§ **AIM OF THE TASK**
Filter the listing below, keeping only the lines with the word "crates".

=== Begin Enclosure ===

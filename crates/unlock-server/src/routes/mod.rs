pub mod config;
pub mod devices;
pub mod payments;
pub mod runs;
pub mod tickets;
pub mod timing;
pub mod users;
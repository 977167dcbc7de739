use serde::Serialize;
use std::sync::atomic::{AtomicBool, Ordering};
use std::sync::{Arc, Mutex};
use std::time::Duration;
use tokio::sync::{broadcast, watch};
use unlock_core::run::{step_label, RunPlan, STEPS_PER_PHASE};
use unlock_core::types::{ProcessPhase, ProcessType};

// ---------------------------------------------------------------------------
// StepEvent
// ---------------------------------------------------------------------------

/// One observable transition of a run, broadcast as it fires.
///
/// Steps 1-3 of each phase carry a scripted label; step 4 is the phase
/// transition. `Failed` and `Cancelled` are terminal: nothing is sent after
/// either.
#[derive(Debug, Clone, PartialEq, Eq, Serialize)]
#[serde(tag = "event", rename_all = "snake_case")]
pub enum StepEvent {
    StepEntered {
        phase: u8,
        step: u8,
        label: String,
    },
    PhaseCompleted {
        phase: u8,
    },
    Failed {
        process: ProcessType,
    },
    Cancelled,
}

impl StepEvent {
    pub fn is_terminal(&self) -> bool {
        matches!(self, StepEvent::Failed { .. } | StepEvent::Cancelled)
    }
}

// ---------------------------------------------------------------------------
// RunHandle
// ---------------------------------------------------------------------------

/// Handle to an in-flight run. Subscribers tap the broadcast channel;
/// dropping the handle does not stop the run, calling [`RunHandle::cancel`]
/// does.
pub struct RunHandle {
    tx: broadcast::Sender<StepEvent>,
    /// Receiver created before the task starts, so the first subscriber
    /// cannot miss early events. Taken at most once.
    pub initial_rx: Mutex<Option<broadcast::Receiver<StepEvent>>>,
    completed: Arc<AtomicBool>,
    cancel_tx: watch::Sender<bool>,
}

impl RunHandle {
    pub fn subscribe(&self) -> broadcast::Receiver<StepEvent> {
        self.tx.subscribe()
    }

    /// Take the pre-subscribed receiver, falling back to a fresh one.
    pub fn take_initial_rx(&self) -> broadcast::Receiver<StepEvent> {
        self.initial_rx
            .lock()
            .expect("initial_rx lock poisoned")
            .take()
            .unwrap_or_else(|| self.tx.subscribe())
    }

    /// Stop all pending steps. Idempotent; a completed run ignores this.
    pub fn cancel(&self) {
        let _ = self.cancel_tx.send(true);
    }

    pub fn is_completed(&self) -> bool {
        self.completed.load(Ordering::Relaxed)
    }
}

// ---------------------------------------------------------------------------
// start
// ---------------------------------------------------------------------------

/// Play out a run plan on tokio timers.
///
/// `speedup` divides every delay; 1 runs the plan in real time, larger
/// values compress it for simulation and tests while preserving ordering.
/// The spawned task emits events in strict step order from a single loop,
/// so no subscriber can ever observe a step out of sequence.
pub fn start(plan: RunPlan, speedup: u64) -> RunHandle {
    let speedup = speedup.max(1);
    let (tx, initial_rx) = broadcast::channel(64);
    let (cancel_tx, mut cancel_rx) = watch::channel(false);
    let completed = Arc::new(AtomicBool::new(false));
    let handle = RunHandle {
        tx: tx.clone(),
        initial_rx: Mutex::new(Some(initial_rx)),
        completed: completed.clone(),
        cancel_tx,
    };

    tokio::spawn(async move {
        let process = plan.process;
        for phase in [ProcessPhase::One, ProcessPhase::Two] {
            let delays = plan.phase(phase).step_delays_ms;
            for step in 1..=STEPS_PER_PHASE {
                let delay = delays[usize::from(step - 1)] / speedup;
                tokio::select! {
                    _ = tokio::time::sleep(Duration::from_millis(delay)) => {}
                    _ = cancel_rx.changed() => {
                        tracing::debug!(%process, phase = phase.number(), step, "run cancelled");
                        let _ = tx.send(StepEvent::Cancelled);
                        completed.store(true, Ordering::Relaxed);
                        return;
                    }
                }
                let event = match step_label(process, phase, step) {
                    Some(label) => StepEvent::StepEntered {
                        phase: phase.number(),
                        step,
                        label: label.to_string(),
                    },
                    None => StepEvent::PhaseCompleted {
                        phase: phase.number(),
                    },
                };
                let _ = tx.send(event);
            }
        }
        // Both phases exhausted: the scripted terminal outcome.
        let _ = tx.send(StepEvent::Failed { process });
        completed.store(true, Ordering::Relaxed);
    });

    handle
}

// ---------------------------------------------------------------------------
// Tests
// ---------------------------------------------------------------------------
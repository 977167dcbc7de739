use crate::error::{Result, UnlockError};
use crate::paths;
use chrono::{DateTime, Utc};
use serde::{Deserialize, Serialize};
use std::path::Path;

// ---------------------------------------------------------------------------
// UserAccount
// ---------------------------------------------------------------------------

/// A storefront customer and their credit balance.
///
/// Authentication lives elsewhere; the id here is a slug chosen at creation
/// time and passed explicitly by callers.
#[derive(Debug, Clone, Serialize, Deserialize)]
pub struct UserAccount {
    pub id: String,
    pub email: String,
    pub credits: u32,
    pub created_at: DateTime<Utc>,
    pub updated_at: DateTime<Utc>,
}

impl UserAccount {
    pub fn create(root: &Path, id: impl Into<String>, email: impl Into<String>) -> Result<Self> {
        let id = id.into();
        paths::validate_slug(&id)?;
        if paths::user_path(root, &id).exists() {
            return Err(UnlockError::UserExists(id));
        }
        let now = Utc::now();
        let user = Self {
            id,
            email: email.into(),
            credits: 0,
            created_at: now,
            updated_at: now,
        };
        user.save(root)?;
        Ok(user)
    }

    pub fn load(root: &Path, id: &str) -> Result<Self> {
        let path = paths::user_path(root, id);
        if !path.exists() {
            return Err(UnlockError::UserNotFound(id.to_string()));
        }
        let data = std::fs::read_to_string(&path)?;
        Ok(serde_yaml::from_str(&data)?)
    }

    pub fn save(&self, root: &Path) -> Result<()> {
        let data = serde_yaml::to_string(self)?;
        crate::io::atomic_write(&paths::user_path(root, &self.id), data.as_bytes())
    }

    pub fn list(root: &Path) -> Result<Vec<Self>> {
        let dir = root.join(paths::USERS_DIR);
        let mut users = Vec::new();
        if !dir.exists() {
            return Ok(users);
        }
        for entry in std::fs::read_dir(&dir)? {
            let path = entry?.path();
            if path.extension().is_some_and(|e| e == "yaml") {
                let data = std::fs::read_to_string(&path)?;
                users.push(serde_yaml::from_str::<UserAccount>(&data)?);
            }
        }
        users.sort_by(|a, b| a.id.cmp(&b.id));
        Ok(users)
    }

    // ---------------------------------------------------------------------------
    // Credit ledger
    // ---------------------------------------------------------------------------

    pub fn grant_credits(&mut self, amount: u32) {
        self.credits += amount;
        self.updated_at = Utc::now();
    }

    pub fn deduct_credits(&mut self, amount: u32) -> Result<()> {
        if self.credits < amount {
            return Err(UnlockError::InsufficientCredits {
                needed: amount,
                available: self.credits,
            });
        }
        self.credits -= amount;
        self.updated_at = Utc::now();
        Ok(())
    }
}

// ---------------------------------------------------------------------------
// Tests
// ---------------------------------------------------------------------------
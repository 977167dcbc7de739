use crate::output::{print_json, print_table};
use anyhow::Result;
use clap::Subcommand;
use std::path::Path;
use unlock_core::device::{CatalogDevice, RegisteredDevice};

#[derive(Subcommand)]
pub enum DeviceSubcommand {
    /// Add a model to the catalog
    Add {
        slug: String,
        #[arg(long)]
        brand: String,
        #[arg(long)]
        model: String,
        /// Price in credits charged at registration
        #[arg(long)]
        cost: u32,
    },
    /// List the catalog
    List,
    /// List registered customer devices
    Registered,
    /// Show one registered device by IMEI or serial
    Show { identifier: String },
}

pub fn run(root: &Path, subcmd: DeviceSubcommand, json: bool) -> Result<()> {
    match subcmd {
        DeviceSubcommand::Add {
            slug,
            brand,
            model,
            cost,
        } => add(root, &slug, &brand, &model, cost, json),
        DeviceSubcommand::List => list(root, json),
        DeviceSubcommand::Registered => list_registered(root, json),
        DeviceSubcommand::Show { identifier } => show(root, &identifier, json),
    }
}

fn add(root: &Path, slug: &str, brand: &str, model: &str, cost: u32, json: bool) -> Result<()> {
    let device = CatalogDevice::create(root, slug, brand, model, cost)?;
    if json {
        print_json(&device)?;
    } else {
        println!("Added '{}' ({} {}) at {} credits", device.slug, device.brand, device.model, device.credit_cost);
    }
    Ok(())
}

fn list(root: &Path, json: bool) -> Result<()> {
    let devices = CatalogDevice::list(root)?;
    if json {
        print_json(&devices)?;
    } else {
        let rows = devices
            .iter()
            .map(|d| {
                vec![
                    d.slug.clone(),
                    d.brand.clone(),
                    d.model.clone(),
                    d.credit_cost.to_string(),
                ]
            })
            .collect();
        print_table(&["SLUG", "BRAND", "MODEL", "CREDITS"], rows);
    }
    Ok(())
}

fn list_registered(root: &Path, json: bool) -> Result<()> {
    let devices = RegisteredDevice::list(root)?;
    if json {
        print_json(&devices)?;
    } else {
        let rows = devices
            .iter()
            .map(|d| {
                vec![
                    d.identifier.clone(),
                    d.kind.to_string(),
                    d.user_id.clone(),
                    d.model.clone(),
                    d.last_outcome
                        .map(|o| o.to_string())
                        .unwrap_or_else(|| "-".to_string()),
                ]
            })
            .collect();
        print_table(&["IDENTIFIER", "KIND", "USER", "MODEL", "LAST OUTCOME"], rows);
    }
    Ok(())
}

fn show(root: &Path, identifier: &str, json: bool) -> Result<()> {
    let device = RegisteredDevice::load(root, identifier)?;
    if json {
        print_json(&device)?;
    } else {
        println!("{} ({})", device.identifier, device.kind);
        println!("  user:       {}", device.user_id);
        println!("  model:      {}", device.model);
        println!("  spent:      {} credits", device.credits_spent);
        println!("  registered: {}", device.registered_at.to_rfc3339());
        if let Some(outcome) = device.last_outcome {
            println!("  last run:   {outcome}");
        }
    }
    Ok(())
}

/// `unlockhub register <identifier> --user <id> --device <slug>`
pub fn register(root: &Path, identifier: &str, user: &str, catalog_slug: &str, json: bool) -> Result<()> {
    let device = RegisteredDevice::register(root, identifier, user, catalog_slug)?;
    if json {
        print_json(&device)?;
    } else {
        println!(
            "Registered {} ({}) for '{}': {} credits deducted",
            device.identifier, device.model, device.user_id, device.credits_spent
        );
    }
    Ok(())
}
pub mod config;
pub mod device;
pub mod error;
pub mod io;
pub mod lookup;
pub mod paths;
pub mod payment;
pub mod run;
pub mod ticket;
pub mod timing;
pub mod types;
pub mod user;

pub use error::{Result, UnlockError};
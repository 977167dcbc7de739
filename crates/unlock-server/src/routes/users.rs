use axum::extract::{Path, State};
use axum::http::StatusCode;
use axum::Json;
use serde::Deserialize;
use unlock_core::user::UserAccount;

use crate::error::AppError;
use crate::state::AppState;

#[derive(Deserialize)]
pub struct CreateUserBody {
    pub id: String,
    pub email: String,
}

/// POST /api/users
pub async fn create_user(
    State(app): State<AppState>,
    Json(body): Json<CreateUserBody>,
) -> Result<(StatusCode, Json<UserAccount>), AppError> {
    let root = app.root.clone();
    let user = tokio::task::spawn_blocking(move || UserAccount::create(&root, body.id, body.email))
        .await
        .map_err(|e| AppError(anyhow::anyhow!("task join error: {e}")))??;
    Ok((StatusCode::CREATED, Json(user)))
}

/// GET /api/users/{id}
pub async fn get_user(
    State(app): State<AppState>,
    Path(id): Path<String>,
) -> Result<Json<UserAccount>, AppError> {
    let root = app.root.clone();
    let user = tokio::task::spawn_blocking(move || UserAccount::load(&root, &id))
        .await
        .map_err(|e| AppError(anyhow::anyhow!("task join error: {e}")))??;
    Ok(Json(user))
}

#[derive(Deserialize)]
pub struct GrantCreditsBody {
    pub amount: u32,
}

/// POST /api/users/{id}/credits — admin credit grant.
pub async fn grant_credits(
    State(app): State<AppState>,
    Path(id): Path<String>,
    Json(body): Json<GrantCreditsBody>,
) -> Result<Json<UserAccount>, AppError> {
    let root = app.root.clone();
    let user = tokio::task::spawn_blocking(move || {
        let mut user = UserAccount::load(&root, &id)?;
        user.grant_credits(body.amount);
        user.save(&root)?;
        Ok::<_, unlock_core::UnlockError>(user)
    })
    .await
    .map_err(|e| AppError(anyhow::anyhow!("task join error: {e}")))??;
    Ok(Json(user))
}
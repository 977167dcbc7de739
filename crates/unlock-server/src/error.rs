use axum::http::StatusCode;
use axum::response::{IntoResponse, Response};
use unlock_core::UnlockError;

// ---------------------------------------------------------------------------
// Internal sentinels for explicit statuses
// ---------------------------------------------------------------------------

/// Private sentinel error type used to carry an explicit HTTP 409 through
/// the `anyhow::Error` chain without touching the `UnlockError` enum.
#[derive(Debug)]
struct ConflictError(String);

impl std::fmt::Display for ConflictError {
    fn fmt(&self, f: &mut std::fmt::Formatter<'_>) -> std::fmt::Result {
        write!(f, "{}", self.0)
    }
}

impl std::error::Error for ConflictError {}

/// Private sentinel error type used to carry an explicit HTTP 404 through
/// the `anyhow::Error` chain without touching the `UnlockError` enum.
#[derive(Debug)]
struct NotFoundError(String);

impl std::fmt::Display for NotFoundError {
    fn fmt(&self, f: &mut std::fmt::Formatter<'_>) -> std::fmt::Result {
        write!(f, "{}", self.0)
    }
}

impl std::error::Error for NotFoundError {}

// ---------------------------------------------------------------------------
// AppError — unified error type for HTTP responses
// ---------------------------------------------------------------------------

/// Unified error type for HTTP responses.
#[derive(Debug)]
pub struct AppError(pub anyhow::Error);

impl AppError {
    /// Construct a 409 Conflict error.
    pub fn conflict(msg: impl Into<String>) -> Self {
        Self(ConflictError(msg.into()).into())
    }

    /// Construct a 404 Not Found error.
    pub fn not_found(msg: impl Into<String>) -> Self {
        Self(NotFoundError(msg.into()).into())
    }
}

impl IntoResponse for AppError {
    fn into_response(self) -> Response {
        // Check for explicit sentinel types before falling through to UnlockError.
        if let Some(c) = self.0.downcast_ref::<ConflictError>() {
            let body = serde_json::json!({ "error": c.0.clone() });
            return (StatusCode::CONFLICT, axum::Json(body)).into_response();
        }
        if let Some(n) = self.0.downcast_ref::<NotFoundError>() {
            let body = serde_json::json!({ "error": n.0.clone() });
            return (StatusCode::NOT_FOUND, axum::Json(body)).into_response();
        }

        let status = if let Some(e) = self.0.downcast_ref::<UnlockError>() {
            match e {
                UnlockError::NotInitialized => StatusCode::BAD_REQUEST,
                UnlockError::CatalogNotFound(_)
                | UnlockError::DeviceNotFound(_)
                | UnlockError::UserNotFound(_)
                | UnlockError::PaymentNotFound(_)
                | UnlockError::TicketNotFound(_) => StatusCode::NOT_FOUND,
                UnlockError::CatalogExists(_)
                | UnlockError::DeviceExists(_)
                | UnlockError::UserExists(_)
                | UnlockError::PaymentAlreadyResolved(_) => StatusCode::CONFLICT,
                UnlockError::InvalidSlug(_)
                | UnlockError::InvalidIdentifier(_)
                | UnlockError::InvalidTimingConfig(_)
                | UnlockError::InvalidProcessType(_)
                | UnlockError::InvalidPaymentMethod(_) => StatusCode::BAD_REQUEST,
                UnlockError::InsufficientCredits { .. } | UnlockError::TimingDisabled => {
                    StatusCode::UNPROCESSABLE_ENTITY
                }
                UnlockError::Lookup(_) => StatusCode::BAD_GATEWAY,
                UnlockError::Io(_) | UnlockError::Yaml(_) | UnlockError::Json(_) => {
                    StatusCode::INTERNAL_SERVER_ERROR
                }
            }
        } else {
            StatusCode::INTERNAL_SERVER_ERROR
        };

        let body = serde_json::json!({ "error": self.0.to_string() });
        (status, axum::Json(body)).into_response()
    }
}

impl<E> From<E> for AppError
where
    E: Into<anyhow::Error>,
{
    fn from(err: E) -> Self {
        Self(err.into())
    }
}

=== End Enclosure ===

§ **SOLVED EXERCISE**
filename crates/unlock-server/src/routes/mod.rs
filename crates/unlock-server/src/routes/users.rs
filename crates/unlock-server/src/error.rs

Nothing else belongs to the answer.